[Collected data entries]
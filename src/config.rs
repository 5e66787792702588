/// Number of EXI channels on the bus.
pub const NUM_CHANNELS: usize = 3;

/// Peripheral slots addressable on each channel.
pub const SLOTS_PER_CHANNEL: [u8; NUM_CHANNELS] = [3, 1, 1];

/// DMA address and length granularity.
pub const DMA_ALIGN: usize = 32;

/// Largest immediate-mode chunk (one DATA register).
pub const IMMEDIATE_MAX: usize = 4;

/// Returned by `get_id` when nothing answered.
pub const EXI_ID_INVALID: u32 = 0xffff_ffff;

/// Returned by `get_id` for an unidentified card in a memory card slot.
pub const EXI_ID_NONE: u32 = EXI_ID_INVALID - 1;

/// Runtime tunables for the bus.
#[derive(Debug, Clone, Copy, PartialEq, Eq)]
pub struct BusConfig {
    /// Bound for a single busy-wait immediate chunk.
    pub immediate_timeout_us: u64,
    /// Bound for `wait_dma`.
    pub dma_timeout_us: u64,
    /// Extra bytes moved by busy-wait in one interrupt-driven step.
    pub idi_balance: usize,
}

impl BusConfig {
    pub const fn new() -> Self {
        Self {
            immediate_timeout_us: 1_000,
            dma_timeout_us: 10_000,
            idi_balance: 16,
        }
    }

    pub const fn with_timeouts(mut self, immediate_us: u64, dma_us: u64) -> Self {
        self.immediate_timeout_us = immediate_us;
        self.dma_timeout_us = dma_us;
        self
    }

    pub const fn with_idi_balance(mut self, balance: usize) -> Self {
        self.idi_balance = balance;
        self
    }
}

impl Default for BusConfig {
    fn default() -> Self {
        Self::new()
    }
}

— REQUIRED ACTION —
Your answer must be an exact transcription of all the data above.

— THE COMPLETED TASK —
filename src/config.rs
repository 5e66787792702588
/// Number of EXI channels on the bus.
pub const NUM_CHANNELS: usize = 3;

/// Peripheral slots addressable on each channel.
pub const SLOTS_PER_CHANNEL: [u8; NUM_CHANNELS] = [3, 1, 1];

/// DMA address and length granularity.
pub const DMA_ALIGN: usize = 32;

/// Largest immediate-mode chunk (one DATA register).
pub const IMMEDIATE_MAX: usize = 4;

/// Returned by `get_id` when nothing answered.
pub const EXI_ID_INVALID: u32 = 0xffff_ffff;

/// Returned by `get_id` for an unidentified card in a memory card slot.
pub const EXI_ID_NONE: u32 = EXI_ID_INVALID - 1;

/// Runtime tunables for the bus.
#[derive(Debug, Clone, Copy, PartialEq, Eq)]
pub struct BusConfig {
    /// Bound for a single busy-wait immediate chunk.
    pub immediate_timeout_us: u64,
    /// Bound for `wait_dma`.
    pub dma_timeout_us: u64,
    /// Extra bytes moved by busy-wait in one interrupt-driven step.
    pub idi_balance: usize,
}

impl BusConfig {
    pub const fn new() -> Self {
        Self {
            immediate_timeout_us: 1_000,
            dma_timeout_us: 10_000,
            idi_balance: 16,
        }
    }

    pub const fn with_timeouts(mut self, immediate_us: u64, dma_us: u64) -> Self {
        self.immediate_timeout_us = immediate_us;
        self.dma_timeout_us = dma_us;
        self
    }

    pub const fn with_idi_balance(mut self, balance: usize) -> Self {
        self.idi_balance = balance;
        self
    }
}

impl Default for BusConfig {
    fn default() -> Self {
        Self::new()
    }
}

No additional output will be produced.